_WORK TASK:_ Determine how many lines of the material below contain "canonical". Report only that figure.

_TASK MATERIAL:_

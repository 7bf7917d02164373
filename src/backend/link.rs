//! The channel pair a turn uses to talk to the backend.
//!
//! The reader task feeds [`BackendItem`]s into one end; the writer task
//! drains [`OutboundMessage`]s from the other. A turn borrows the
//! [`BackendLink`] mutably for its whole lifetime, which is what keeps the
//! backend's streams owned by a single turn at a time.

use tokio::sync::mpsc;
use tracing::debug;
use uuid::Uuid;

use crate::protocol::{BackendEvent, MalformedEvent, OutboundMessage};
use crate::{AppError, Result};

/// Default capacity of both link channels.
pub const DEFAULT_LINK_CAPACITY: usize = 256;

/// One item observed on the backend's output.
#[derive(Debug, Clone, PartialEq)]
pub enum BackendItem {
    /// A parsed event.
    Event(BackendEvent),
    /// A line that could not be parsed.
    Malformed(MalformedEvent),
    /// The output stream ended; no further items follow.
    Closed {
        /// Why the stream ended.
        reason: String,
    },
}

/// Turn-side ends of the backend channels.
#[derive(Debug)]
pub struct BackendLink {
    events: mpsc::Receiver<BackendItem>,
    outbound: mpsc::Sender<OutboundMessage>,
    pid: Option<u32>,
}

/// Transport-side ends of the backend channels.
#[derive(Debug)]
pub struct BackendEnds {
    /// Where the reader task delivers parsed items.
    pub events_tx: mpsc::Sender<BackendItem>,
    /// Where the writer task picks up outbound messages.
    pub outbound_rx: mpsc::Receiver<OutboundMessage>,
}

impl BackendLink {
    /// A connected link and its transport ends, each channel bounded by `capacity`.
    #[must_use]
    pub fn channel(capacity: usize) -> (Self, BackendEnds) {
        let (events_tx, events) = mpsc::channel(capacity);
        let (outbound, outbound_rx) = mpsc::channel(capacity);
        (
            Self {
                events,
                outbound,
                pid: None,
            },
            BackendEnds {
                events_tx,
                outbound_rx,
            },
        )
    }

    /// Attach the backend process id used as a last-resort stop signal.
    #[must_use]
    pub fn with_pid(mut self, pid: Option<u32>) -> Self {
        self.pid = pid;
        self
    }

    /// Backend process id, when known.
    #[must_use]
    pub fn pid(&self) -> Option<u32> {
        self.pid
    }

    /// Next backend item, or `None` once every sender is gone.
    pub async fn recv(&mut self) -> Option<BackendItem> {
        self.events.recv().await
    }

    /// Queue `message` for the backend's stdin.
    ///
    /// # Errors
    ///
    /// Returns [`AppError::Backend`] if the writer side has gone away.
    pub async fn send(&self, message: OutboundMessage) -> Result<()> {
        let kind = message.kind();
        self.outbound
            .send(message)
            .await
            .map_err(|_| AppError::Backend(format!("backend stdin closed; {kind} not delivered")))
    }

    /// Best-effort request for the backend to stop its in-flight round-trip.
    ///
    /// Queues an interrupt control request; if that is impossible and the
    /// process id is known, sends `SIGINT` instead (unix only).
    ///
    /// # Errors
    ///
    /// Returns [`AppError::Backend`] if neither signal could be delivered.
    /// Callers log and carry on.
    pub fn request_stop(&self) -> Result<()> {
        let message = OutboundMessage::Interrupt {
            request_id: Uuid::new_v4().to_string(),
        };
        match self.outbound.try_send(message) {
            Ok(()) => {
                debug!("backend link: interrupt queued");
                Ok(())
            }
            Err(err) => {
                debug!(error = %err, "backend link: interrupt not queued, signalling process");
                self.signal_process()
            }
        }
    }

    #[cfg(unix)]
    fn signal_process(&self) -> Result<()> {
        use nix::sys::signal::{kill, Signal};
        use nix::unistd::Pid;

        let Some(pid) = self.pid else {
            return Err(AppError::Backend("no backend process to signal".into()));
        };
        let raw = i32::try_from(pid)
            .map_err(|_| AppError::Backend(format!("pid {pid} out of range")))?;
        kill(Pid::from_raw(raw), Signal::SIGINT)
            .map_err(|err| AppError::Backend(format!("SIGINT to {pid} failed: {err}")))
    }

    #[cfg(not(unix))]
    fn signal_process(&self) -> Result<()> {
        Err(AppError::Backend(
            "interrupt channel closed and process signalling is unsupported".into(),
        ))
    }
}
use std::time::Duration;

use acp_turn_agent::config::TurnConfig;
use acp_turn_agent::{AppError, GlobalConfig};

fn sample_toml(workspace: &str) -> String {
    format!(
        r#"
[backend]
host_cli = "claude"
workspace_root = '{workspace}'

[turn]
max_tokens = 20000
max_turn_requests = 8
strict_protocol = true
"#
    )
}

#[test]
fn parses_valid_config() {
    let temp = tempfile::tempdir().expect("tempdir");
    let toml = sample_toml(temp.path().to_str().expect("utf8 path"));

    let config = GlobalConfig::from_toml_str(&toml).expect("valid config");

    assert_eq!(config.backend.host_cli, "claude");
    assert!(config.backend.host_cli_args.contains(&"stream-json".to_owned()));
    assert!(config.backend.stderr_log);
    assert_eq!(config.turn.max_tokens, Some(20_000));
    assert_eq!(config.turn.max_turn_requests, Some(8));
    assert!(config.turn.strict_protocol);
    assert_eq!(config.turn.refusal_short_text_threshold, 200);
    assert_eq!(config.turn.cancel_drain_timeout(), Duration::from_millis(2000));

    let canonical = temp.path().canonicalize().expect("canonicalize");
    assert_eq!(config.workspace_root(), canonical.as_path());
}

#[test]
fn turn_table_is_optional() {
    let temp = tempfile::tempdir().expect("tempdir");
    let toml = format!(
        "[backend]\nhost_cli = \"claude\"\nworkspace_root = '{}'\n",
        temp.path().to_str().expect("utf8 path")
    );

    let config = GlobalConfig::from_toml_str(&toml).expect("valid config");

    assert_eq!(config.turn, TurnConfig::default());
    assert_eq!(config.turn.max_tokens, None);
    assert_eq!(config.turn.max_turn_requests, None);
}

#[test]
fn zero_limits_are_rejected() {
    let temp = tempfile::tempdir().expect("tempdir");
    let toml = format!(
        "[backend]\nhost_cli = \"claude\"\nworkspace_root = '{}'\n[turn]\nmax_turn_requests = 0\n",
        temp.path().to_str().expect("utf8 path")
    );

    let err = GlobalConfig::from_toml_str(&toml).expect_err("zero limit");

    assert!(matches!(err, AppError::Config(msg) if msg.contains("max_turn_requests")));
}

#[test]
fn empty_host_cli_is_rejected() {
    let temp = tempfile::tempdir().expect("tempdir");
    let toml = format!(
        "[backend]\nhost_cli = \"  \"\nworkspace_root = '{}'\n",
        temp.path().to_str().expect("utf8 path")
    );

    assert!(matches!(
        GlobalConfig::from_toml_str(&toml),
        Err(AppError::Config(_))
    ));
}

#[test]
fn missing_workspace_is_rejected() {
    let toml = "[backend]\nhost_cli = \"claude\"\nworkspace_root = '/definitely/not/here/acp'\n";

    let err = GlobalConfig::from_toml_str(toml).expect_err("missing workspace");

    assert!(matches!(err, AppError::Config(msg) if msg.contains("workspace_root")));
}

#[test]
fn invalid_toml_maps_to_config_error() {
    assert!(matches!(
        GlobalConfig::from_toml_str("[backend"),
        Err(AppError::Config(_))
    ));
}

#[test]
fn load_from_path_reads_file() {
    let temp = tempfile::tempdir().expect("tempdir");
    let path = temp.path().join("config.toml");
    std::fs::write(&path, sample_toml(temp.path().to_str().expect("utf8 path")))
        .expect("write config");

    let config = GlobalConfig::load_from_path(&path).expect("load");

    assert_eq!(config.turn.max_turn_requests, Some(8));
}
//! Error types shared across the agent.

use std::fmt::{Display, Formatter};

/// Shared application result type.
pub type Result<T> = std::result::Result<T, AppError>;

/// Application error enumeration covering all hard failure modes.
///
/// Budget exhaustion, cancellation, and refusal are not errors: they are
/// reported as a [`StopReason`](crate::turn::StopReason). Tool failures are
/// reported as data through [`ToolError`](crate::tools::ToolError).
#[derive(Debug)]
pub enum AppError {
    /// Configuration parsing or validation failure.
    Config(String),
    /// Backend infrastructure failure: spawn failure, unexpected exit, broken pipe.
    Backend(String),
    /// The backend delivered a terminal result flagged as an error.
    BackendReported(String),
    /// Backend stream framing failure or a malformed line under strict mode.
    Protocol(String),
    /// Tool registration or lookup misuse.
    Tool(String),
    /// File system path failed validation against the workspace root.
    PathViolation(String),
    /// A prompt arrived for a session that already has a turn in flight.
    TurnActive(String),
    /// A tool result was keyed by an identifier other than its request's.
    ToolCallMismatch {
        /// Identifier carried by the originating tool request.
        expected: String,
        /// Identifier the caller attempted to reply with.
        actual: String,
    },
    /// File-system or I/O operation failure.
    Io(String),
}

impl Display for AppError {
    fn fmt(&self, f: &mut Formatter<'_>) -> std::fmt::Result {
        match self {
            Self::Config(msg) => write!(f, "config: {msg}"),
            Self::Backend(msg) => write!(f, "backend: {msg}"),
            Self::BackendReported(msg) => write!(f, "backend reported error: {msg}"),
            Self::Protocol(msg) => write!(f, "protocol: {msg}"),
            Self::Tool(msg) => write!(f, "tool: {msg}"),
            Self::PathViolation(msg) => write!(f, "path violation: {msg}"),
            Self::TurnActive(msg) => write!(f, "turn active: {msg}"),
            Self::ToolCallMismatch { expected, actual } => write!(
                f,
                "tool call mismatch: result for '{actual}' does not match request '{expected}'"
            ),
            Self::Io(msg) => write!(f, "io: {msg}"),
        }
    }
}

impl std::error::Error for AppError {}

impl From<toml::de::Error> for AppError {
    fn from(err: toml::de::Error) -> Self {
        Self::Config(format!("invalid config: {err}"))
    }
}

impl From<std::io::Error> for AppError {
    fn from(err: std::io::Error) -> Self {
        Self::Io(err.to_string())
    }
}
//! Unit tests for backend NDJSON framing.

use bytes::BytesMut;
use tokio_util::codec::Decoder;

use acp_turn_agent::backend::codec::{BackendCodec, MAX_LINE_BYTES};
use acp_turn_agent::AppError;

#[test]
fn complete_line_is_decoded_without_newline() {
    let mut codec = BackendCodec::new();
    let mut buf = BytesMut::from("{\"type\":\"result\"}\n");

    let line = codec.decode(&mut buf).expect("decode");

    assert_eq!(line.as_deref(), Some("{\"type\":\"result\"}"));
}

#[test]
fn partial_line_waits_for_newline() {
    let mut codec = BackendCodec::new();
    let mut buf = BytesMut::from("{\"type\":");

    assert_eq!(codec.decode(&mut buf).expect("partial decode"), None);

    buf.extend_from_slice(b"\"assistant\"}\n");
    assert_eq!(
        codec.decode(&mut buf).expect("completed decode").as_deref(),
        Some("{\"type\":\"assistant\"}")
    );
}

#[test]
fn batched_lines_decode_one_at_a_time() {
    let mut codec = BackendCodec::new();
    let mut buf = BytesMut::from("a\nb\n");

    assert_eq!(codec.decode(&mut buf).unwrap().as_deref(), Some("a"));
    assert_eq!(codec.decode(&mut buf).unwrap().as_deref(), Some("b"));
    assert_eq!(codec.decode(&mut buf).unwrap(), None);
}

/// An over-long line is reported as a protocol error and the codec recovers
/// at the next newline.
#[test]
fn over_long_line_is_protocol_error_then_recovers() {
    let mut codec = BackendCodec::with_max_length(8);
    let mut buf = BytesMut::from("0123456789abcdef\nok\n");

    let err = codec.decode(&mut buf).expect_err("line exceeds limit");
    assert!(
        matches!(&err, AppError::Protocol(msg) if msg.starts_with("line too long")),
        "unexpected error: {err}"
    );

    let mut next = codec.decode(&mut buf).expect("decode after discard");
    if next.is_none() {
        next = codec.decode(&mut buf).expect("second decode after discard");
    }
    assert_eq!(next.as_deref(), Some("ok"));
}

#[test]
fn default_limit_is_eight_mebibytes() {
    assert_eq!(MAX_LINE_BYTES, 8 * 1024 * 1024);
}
---
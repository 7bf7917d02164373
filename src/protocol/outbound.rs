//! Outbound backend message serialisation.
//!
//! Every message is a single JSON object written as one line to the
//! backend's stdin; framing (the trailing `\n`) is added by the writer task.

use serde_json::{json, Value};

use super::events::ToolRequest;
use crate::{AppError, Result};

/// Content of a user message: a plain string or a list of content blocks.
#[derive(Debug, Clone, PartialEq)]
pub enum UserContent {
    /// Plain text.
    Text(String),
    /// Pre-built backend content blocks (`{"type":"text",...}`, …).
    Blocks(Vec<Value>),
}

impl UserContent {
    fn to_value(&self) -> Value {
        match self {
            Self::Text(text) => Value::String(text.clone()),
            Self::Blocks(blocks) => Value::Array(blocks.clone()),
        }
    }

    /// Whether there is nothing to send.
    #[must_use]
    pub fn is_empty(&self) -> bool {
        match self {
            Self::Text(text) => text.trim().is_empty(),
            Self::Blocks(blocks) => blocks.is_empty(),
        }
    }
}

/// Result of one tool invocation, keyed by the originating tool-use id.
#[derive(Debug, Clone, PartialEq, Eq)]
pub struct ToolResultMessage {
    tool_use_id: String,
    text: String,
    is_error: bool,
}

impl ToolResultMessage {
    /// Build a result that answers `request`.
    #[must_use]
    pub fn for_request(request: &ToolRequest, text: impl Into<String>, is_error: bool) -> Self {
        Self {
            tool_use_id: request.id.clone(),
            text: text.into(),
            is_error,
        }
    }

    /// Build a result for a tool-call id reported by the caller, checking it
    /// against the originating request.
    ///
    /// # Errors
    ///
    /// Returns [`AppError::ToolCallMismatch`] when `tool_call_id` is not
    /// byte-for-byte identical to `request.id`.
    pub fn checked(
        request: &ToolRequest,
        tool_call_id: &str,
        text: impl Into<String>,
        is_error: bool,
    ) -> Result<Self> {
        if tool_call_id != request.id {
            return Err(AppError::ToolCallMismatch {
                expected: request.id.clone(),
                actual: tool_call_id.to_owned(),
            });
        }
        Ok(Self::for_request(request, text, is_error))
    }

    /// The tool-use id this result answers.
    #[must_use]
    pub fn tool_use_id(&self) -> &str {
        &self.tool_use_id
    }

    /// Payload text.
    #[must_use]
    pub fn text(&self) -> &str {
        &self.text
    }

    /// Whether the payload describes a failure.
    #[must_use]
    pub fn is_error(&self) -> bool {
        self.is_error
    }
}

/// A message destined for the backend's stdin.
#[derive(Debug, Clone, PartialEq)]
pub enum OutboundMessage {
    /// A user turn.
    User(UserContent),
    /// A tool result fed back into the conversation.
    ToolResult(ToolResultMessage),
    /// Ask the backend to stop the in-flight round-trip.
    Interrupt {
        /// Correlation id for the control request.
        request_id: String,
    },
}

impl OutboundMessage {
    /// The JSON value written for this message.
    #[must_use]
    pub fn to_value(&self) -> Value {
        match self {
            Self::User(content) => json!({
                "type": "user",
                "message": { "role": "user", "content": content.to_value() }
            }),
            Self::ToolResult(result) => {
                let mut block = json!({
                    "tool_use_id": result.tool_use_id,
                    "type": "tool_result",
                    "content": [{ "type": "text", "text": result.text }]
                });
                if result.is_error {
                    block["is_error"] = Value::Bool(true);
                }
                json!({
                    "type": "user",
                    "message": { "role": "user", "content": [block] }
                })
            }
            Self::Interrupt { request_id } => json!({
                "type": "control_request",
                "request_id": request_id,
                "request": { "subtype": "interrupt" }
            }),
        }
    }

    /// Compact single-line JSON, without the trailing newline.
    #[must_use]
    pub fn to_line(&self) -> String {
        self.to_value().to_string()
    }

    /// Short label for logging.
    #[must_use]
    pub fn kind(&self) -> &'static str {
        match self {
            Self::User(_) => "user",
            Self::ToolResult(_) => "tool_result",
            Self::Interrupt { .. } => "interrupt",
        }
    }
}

_TASK ANSWER:_ 2